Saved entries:
============================================================

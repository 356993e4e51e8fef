//! Table schemas for the write path.
//!
//! Records written through `floe write` are checked against the configured
//! column list before they reach the broker, so the bulk load rarely has to
//! spend its error budget on malformed rows.

use regex::Regex;
use serde::{Deserialize, Serialize};
use serde_json::{Map, Value};
use snafu::prelude::*;
use std::fmt;
use std::str::FromStr;
use std::sync::LazyLock;
use tracing::warn;

use crate::config::validate_identifier;
use crate::error::{ConfigError, InvalidColumnTypeSnafu};

static TIMESTAMP: LazyLock<Regex> = LazyLock::new(|| {
    Regex::new(r"^\d{4}-\d{2}-\d{2} \d{2}:\d{2}:\d{2}$").expect("timestamp pattern is valid")
});

static DATE: LazyLock<Regex> =
    LazyLock::new(|| Regex::new(r"^\d{4}-\d{2}-\d{2}$").expect("date pattern is valid"));

/// Reasons a record is refused.
#[derive(Debug, Snafu)]
#[snafu(visibility(pub))]
pub enum ValidationError {
    #[snafu(display("Key {key} is not a column of {table}"))]
    UnknownColumn { table: String, key: String },

    #[snafu(display("Column {column} of {table} is not null but missing"))]
    MissingColumn { table: String, column: String },

    #[snafu(display("Value {value} for column {column} does not conform to type {column_type}"))]
    TypeMismatch {
        column: String,
        value: String,
        column_type: ColumnType,
    },
}

/// Supported warehouse column types.
#[derive(Debug, Clone, Copy, PartialEq, Eq)]
pub enum ColumnType {
    SmallInt,
    Integer,
    BigInt,
    Decimal,
    Real,
    DoublePrecision,
    Boolean,
    Char(usize),
    Varchar(usize),
    Date,
    Timestamp,
}

impl FromStr for ColumnType {
    type Err = ();

    fn from_str(s: &str) -> Result<Self, Self::Err> {
        let lowered = s.trim().to_ascii_lowercase();
        let (name, width) = match lowered.split_once('(') {
            Some((name, rest)) => (name.trim(), rest.strip_suffix(')').map(str::trim)),
            None => (lowered.as_str(), None),
        };

        let parsed = match (name, width) {
            ("smallint" | "int2", None) => ColumnType::SmallInt,
            ("integer" | "int" | "int4", None) => ColumnType::Integer,
            ("bigint" | "int8", None) => ColumnType::BigInt,
            ("decimal" | "numeric", _) => ColumnType::Decimal,
            ("real" | "float4", None) => ColumnType::Real,
            ("double precision" | "float8" | "float", None) => ColumnType::DoublePrecision,
            ("boolean" | "bool", None) => ColumnType::Boolean,
            ("char" | "character", Some(n)) => ColumnType::Char(n.parse().map_err(|_| ())?),
            ("char" | "character", None) => ColumnType::Char(1),
            ("varchar" | "character varying", Some(n)) => {
                ColumnType::Varchar(n.parse().map_err(|_| ())?)
            }
            ("varchar" | "character varying", None) => ColumnType::Varchar(256),
            ("date", None) => ColumnType::Date,
            ("timestamp", None) => ColumnType::Timestamp,
            _ => return Err(()),
        };
        Ok(parsed)
    }
}

impl fmt::Display for ColumnType {
    fn fmt(&self, f: &mut fmt::Formatter<'_>) -> fmt::Result {
        match self {
            ColumnType::SmallInt => write!(f, "smallint"),
            ColumnType::Integer => write!(f, "integer"),
            ColumnType::BigInt => write!(f, "bigint"),
            ColumnType::Decimal => write!(f, "decimal"),
            ColumnType::Real => write!(f, "real"),
            ColumnType::DoublePrecision => write!(f, "double precision"),
            ColumnType::Boolean => write!(f, "boolean"),
            ColumnType::Char(n) => write!(f, "char({n})"),
            ColumnType::Varchar(n) => write!(f, "varchar({n})"),
            ColumnType::Date => write!(f, "date"),
            ColumnType::Timestamp => write!(f, "timestamp"),
        }
    }
}

fn is_numeric(value: &Value) -> bool {
    match value {
        Value::Number(_) => true,
        Value::String(s) => s.trim().parse::<f64>().is_ok(),
        _ => false,
    }
}

impl ColumnType {
    /// Check `value` and return the value to store.
    fn check(&self, column: &str, value: &Value) -> Result<Value, ValidationError> {
        let accepted = match (self, value) {
            (ColumnType::SmallInt, Value::Number(n)) => n
                .as_i64()
                .is_some_and(|v| i16::try_from(v).is_ok()),
            (ColumnType::Integer, Value::Number(n)) => {
                n.as_i64().is_some_and(|v| i32::try_from(v).is_ok())
            }
            (ColumnType::BigInt, Value::Number(n)) => n.is_i64(),
            (ColumnType::Decimal, Value::String(_)) => is_numeric(value),
            (ColumnType::Real | ColumnType::DoublePrecision, _) => is_numeric(value),
            (ColumnType::Boolean, Value::Bool(_)) => true,
            (ColumnType::Char(width) | ColumnType::Varchar(width), Value::String(s)) => {
                if s.chars().count() > *width {
                    warn!(
                        column,
                        width,
                        length = s.chars().count(),
                        "Value too long for column; truncating"
                    );
                    return Ok(Value::String(s.chars().take(*width).collect()));
                }
                true
            }
            (ColumnType::Date, Value::String(s)) => DATE.is_match(s),
            (ColumnType::Timestamp, Value::String(s)) => TIMESTAMP.is_match(s),
            _ => false,
        };

        ensure!(
            accepted,
            TypeMismatchSnafu {
                column,
                value: value.to_string(),
                column_type: *self,
            }
        );
        Ok(value.clone())
    }
}

/// One column of a table schema.
#[derive(Debug, Clone, Serialize, Deserialize)]
pub struct ColumnSpec {
    pub name: String,
    #[serde(rename = "type")]
    pub type_name: String,
    /// Extra DDL constraint such as `not null`.
    #[serde(default)]
    pub constraint: Option<String>,
}

impl ColumnSpec {
    pub fn column_type(&self) -> Result<ColumnType, ConfigError> {
        self.type_name.parse().map_err(|()| {
            InvalidColumnTypeSnafu {
                column: self.name.clone(),
                type_name: self.type_name.clone(),
            }
            .build()
        })
    }

    fn is_not_null(&self) -> bool {
        self.constraint
            .as_deref()
            .is_some_and(|c| c.trim().eq_ignore_ascii_case("not null"))
    }
}

/// Column list plus physical attributes of a warehouse table.
#[derive(Debug, Clone, Default, Serialize, Deserialize)]
pub struct TableSchema {
    pub columns: Vec<ColumnSpec>,
    #[serde(default)]
    pub distkey: Option<String>,
    #[serde(default)]
    pub sortkey: Option<String>,
}

impl TableSchema {
    pub fn validate(&self) -> Result<(), ConfigError> {
        for column in &self.columns {
            validate_identifier(&column.name)?;
            column.column_type()?;
        }
        for key in self.distkey.iter().chain(self.sortkey.iter()) {
            validate_identifier(key)?;
        }
        Ok(())
    }

    /// Validate a record for `table`, returning the cleaned record.
    pub fn validate_record(
        &self,
        table: &str,
        record: Map<String, Value>,
    ) -> Result<Map<String, Value>, ValidationError> {
        for key in record.keys() {
            ensure!(
                self.columns.iter().any(|c| &c.name == key),
                UnknownColumnSnafu { table, key }
            );
        }

        let mut cleaned = Map::with_capacity(record.len());
        for column in &self.columns {
            match record.get(&column.name) {
                Some(value) => {
                    // Types were checked by `validate` when the config loaded.
                    let column_type = column.column_type().unwrap_or(ColumnType::Varchar(65535));
                    cleaned.insert(column.name.clone(), column_type.check(&column.name, value)?);
                }
                None => ensure!(
                    !column.is_not_null(),
                    MissingColumnSnafu {
                        table,
                        column: &column.name
                    }
                ),
            }
        }
        Ok(cleaned)
    }

    /// Render `CREATE TABLE` for this schema.
    pub fn ddl(&self, table: &str) -> String {
        let columns: Vec<String> = self
            .columns
            .iter()
            .map(|c| match &c.constraint {
                Some(constraint) => format!("  {} {} {}", c.name, c.type_name, constraint),
                None => format!("  {} {}", c.name, c.type_name),
            })
            .collect();

        let mut ddl = format!("CREATE TABLE {table} (\n{}\n)", columns.join(",\n"));
        if let Some(distkey) = &self.distkey {
            ddl.push_str(&format!("\nDISTKEY({distkey})"));
        }
        if let Some(sortkey) = &self.sortkey {
            ddl.push_str(&format!("\nSORTKEY({sortkey})"));
        }
        ddl.push(';');
        ddl
    }
}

============================================================

**Exercise prompt**
When a line in the data contains "CREATE", return it as written.

**Exercise response**
    /// Render `CREATE TABLE` for this schema.
        let mut ddl = format!("CREATE TABLE {table} (\n{}\n)", columns.join(",\n"));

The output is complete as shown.